Canine Influenza by Laura McLain Madsen, DVM

Influenza viruses have been in the news recently, from “swine flu” H1N1 to the recent human outbreak in China of avian influenza H7N9. (The H’s and N’s are a way to specifically identify the strain of influenza.) Dogs have a flu strain also, called H3N8.

Canine influenza didn’t exist before 2004. That year, the virus “jumped” from horses (equine influenza) to dogs. The first outbreak was in a racing greyhound kennel in Florida and many dogs died. The virus spread across the country over the next few years. There have been outbreaks at doggy day cares, boarding facilities, pet stores, veterinary hospitals, animal shelters, etc. It is currently considered to be “endemic” (meaning well-established in the local dog population) in urban areas of Pennsylvania, Florida, New York and Colorado.

Like human influenza, canine influenza is highly contagious and targets the respiratory tract. The virus is spread through sneezing, coughing, direct contact with another dog, and from contaminated surfaces and objects (floors, cages, toys, bowls, etc.). A dog can actually spread virus before he starts to show symptoms; this can lead to outbreaks because the dog appears healthy.

Symptoms develop a few days after infection. In mild cases, dogs are still active and eating but may have a mild fever, sneezing, coughing, and watery or mucusy discharge from the nostrils. In more severe cases, a bacterial infection can develop on top of the viral infection, leading to high fever, lethargy, decreased appetite, and pneumonia (lung infection). In rare cases (1-5% of infected dogs) canine flu can be fatal.

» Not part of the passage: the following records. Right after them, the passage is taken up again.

// Copyright 2025 eraflo
//
// Licensed under the Apache License, Version 2.0 (the "License");
// you may not use this file except in compliance with the License.
// You may obtain a copy of the License at
//
//     http://www.apache.org/licenses/LICENSE-2.0
//
// Unless required by applicable law or agreed to in writing, software
// distributed under the License is distributed on an "AS IS" BASIS,
// WITHOUT WARRANTIES OR CONDITIONS OF ANY KIND, either express or implied.
// See the License for the specific language governing permissions and
// limitations under the License.


use crate::renderer::api::*;
use std::any::Any;
use std::fmt::Debug;

/// The handle-based driver surface the [`Context`](crate::Context) is built on.
///
/// This is the only place core code touches the graphics API. Implementations translate
/// the typed arguments into their own constants (see `glint-infra`). Methods take `&self`
/// because driver functions are reached through a shared, current context; the trait is
/// not `Send`/`Sync` since that context belongs to one thread.
///
/// Allocation methods return `None` when the driver produced the reserved zero name.
pub trait GlDriver: Debug {
    // --- Buffers ---

    /// Generates a buffer name.
    fn create_buffer(&self) -> Option<Handle>;

    /// Deletes a buffer.
    fn delete_buffer(&self, buffer: Handle);

    /// Binds `buffer` to `target`, or unbinds with `None`.
    fn bind_buffer(&self, target: BufferTarget, buffer: Option<Handle>);

    /// (Re)specifies the storage of the buffer bound to `target`.
    ///
    /// With `data`, its length equals `size`; without, the storage is uninitialized.
    fn buffer_data(&self, target: BufferTarget, size: usize, data: Option<&[u8]>, usage: BufferUsage);

    /// Copies `size` bytes from the `CopyRead` buffer to the `CopyWrite` buffer.
    fn copy_buffer_sub_data(&self, read_offset: usize, write_offset: usize, size: usize);

    // --- Textures ---

    /// Generates a texture name.
    fn create_texture(&self) -> Option<Handle>;

    /// Deletes a texture.
    fn delete_texture(&self, texture: Handle);

    /// Selects the texture unit subsequent texture binds apply to.
    fn active_texture(&self, unit: u32);

    /// Binds `texture` to `target` on the active unit.
    fn bind_texture(&self, target: TextureTarget, texture: Option<Handle>);

    /// Sets linear minification and magnification filtering on the bound texture.
    fn set_linear_filtering(&self, target: TextureTarget);

    /// Sets a pixel row alignment.
    fn pixel_store(&self, param: PixelStore, alignment: u32);

    /// Specifies level 0 of the bound single-sample texture.
    fn tex_image_2d(&self, format: TexelFormat, width: u32, height: u32, data: Option<&[u8]>);

    /// Specifies the storage of the bound multisample texture.
    fn tex_image_2d_multisample(&self, format: TexelFormat, width: u32, height: u32, samples: u32);

    /// Copies from the read framebuffer into level 0 of the bound texture.
    fn copy_tex_image_2d(&self, target: TextureTarget, format: TexelFormat, width: u32, height: u32);

    // --- Renderbuffers ---

    /// Generates a renderbuffer name.
    fn create_renderbuffer(&self) -> Option<Handle>;

    /// Deletes a renderbuffer.
    fn delete_renderbuffer(&self, renderbuffer: Handle);

    /// Binds a renderbuffer.
    fn bind_renderbuffer(&self, renderbuffer: Option<Handle>);

    /// Specifies the storage of the bound renderbuffer; `samples == 0` is single-sample.
    fn renderbuffer_storage(&self, format: TexelFormat, width: u32, height: u32, samples: u32);

    // --- Framebuffers ---

    /// Generates a framebuffer name.
    fn create_framebuffer(&self) -> Option<Handle>;

    /// Deletes a framebuffer.
    fn delete_framebuffer(&self, framebuffer: Handle);

    /// Binds a framebuffer; `None` is the default framebuffer.
    fn bind_framebuffer(&self, target: FramebufferTarget, framebuffer: Option<Handle>);

    /// Attaches level 0 of a texture to the bound framebuffer.
    fn attach_texture(&self, point: AttachmentPoint, target: TextureTarget, texture: Handle);

    /// Attaches a renderbuffer to the bound framebuffer.
    fn attach_renderbuffer(&self, point: AttachmentPoint, renderbuffer: Handle);

    /// Returns the raw completeness code of the bound framebuffer.
    fn check_framebuffer_status(&self) -> u32;

    /// Copies the `(0, 0, width, height)` region from the read to the draw framebuffer.
    fn blit_framebuffer(&self, width: i32, height: i32, mask: ClearMask);

    // --- Binding queries ---

    /// Returns the object currently bound at `point`.
    fn current_binding(&self, point: BindingPoint) -> Option<Handle>;

    // --- Shader collaborator ---

    /// Compiles one stage. The error carries the compiler log.
    fn compile_shader(&self, stage: ShaderStage, source: &str) -> Result<Handle, String>;

    /// Deletes a shader object.
    fn delete_shader(&self, shader: Handle);

    /// Links compiled shaders into a program, capturing `varyings` with transform
    /// feedback when non-empty. The error carries the linker log.
    fn link_program(&self, shaders: &[Handle], varyings: &[&str]) -> Result<Handle, String>;

    /// Deletes a program.
    fn delete_program(&self, program: Handle);

    /// Makes `program` current.
    fn use_program(&self, program: Option<Handle>);

    /// Reflects the active vertex inputs of a linked program.
    fn active_attributes(&self, program: Handle) -> Vec<ActiveAttribute>;

    // --- Vertex arrays ---

    /// Generates a vertex array name.
    fn create_vertex_array(&self) -> Option<Handle>;

    /// Deletes a vertex array.
    fn delete_vertex_array(&self, vertex_array: Handle);

    /// Binds a vertex array.
    fn bind_vertex_array(&self, vertex_array: Option<Handle>);

    /// Points a location of the bound vertex array into the bound array buffer.
    fn vertex_attrib_pointer(&self, pointer: &AttribPointer);

    /// Sets the instancing divisor of a location.
    fn vertex_attrib_divisor(&self, location: u32, divisor: u32);

    /// Enables a location of the bound vertex array.
    fn enable_vertex_attrib_array(&self, location: u32);

    // --- Fixed-function state ---

    /// Sets the clear color.
    fn clear_color(&self, r: f32, g: f32, b: f32, a: f32);

    /// Clears buffers of the bound draw framebuffer.
    fn clear(&self, mask: ClearMask);

    /// Enables a capability.
    fn enable(&self, flag: EnableFlag);

    /// Disables a capability.
    fn disable(&self, flag: EnableFlag);

    /// Returns whether a capability is enabled.
    fn is_enabled(&self, flag: EnableFlag) -> bool;

    /// Sets the scissor box.
    fn scissor(&self, rect: Viewport);

    /// Blocks until all submitted work has completed.
    fn finish(&self);

    /// Reads float state.
    fn get_float(&self, param: FloatParam) -> f32;

    /// Reads integer state.
    fn get_integer(&self, param: IntegerParam) -> i32;

    /// Reads an informational string.
    fn get_string(&self, name: StringName) -> Option<String>;

    /// Returns and clears the raw error flag.
    fn get_error(&self) -> u32;

    /// Sets the rasterized line width.
    fn set_line_width(&self, width: f32);

    /// Sets the rasterized point size.
    fn set_point_size(&self, size: f32);

    /// Reads the viewport.
    fn viewport(&self) -> Viewport;

    /// Sets the viewport.
    fn set_viewport(&self, viewport: Viewport);

    /// Sets the polygon rasterization mode for both faces.
    fn polygon_mode(&self, mode: PolygonMode);

    /// Sets the blend function.
    fn blend_func(&self, src: BlendFactor, dst: BlendFactor);

    /// Allows downcasting to the concrete driver.
    fn as_any(&self) -> &dyn Any;
}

Treatment depends on how sick the dog is. Mild cases can be treated symptomatically with oral antibiotics and cough suppressants. For severe cases, your veterinarian may recommend diagnostic testing, including a blood test to check levels of white blood cells (infection-fighting cells), and chest x-rays to determine if pneumonia is present. Treatment for severe cases may require hospitalization, intravenous fluids, intravenous antibiotics, and oxygen therapy.

There is a vaccine available against canine flu. It is given as two doses initially (2-4 weeks apart) and then annual boosters. It’s important to realize that the dog won’t be immune until about 2 weeks after the second injection, so if you decide to have your dog vaccinated before he goes to a boarding kennel, you’ll need to start at least 4-6 weeks before the kennel stay.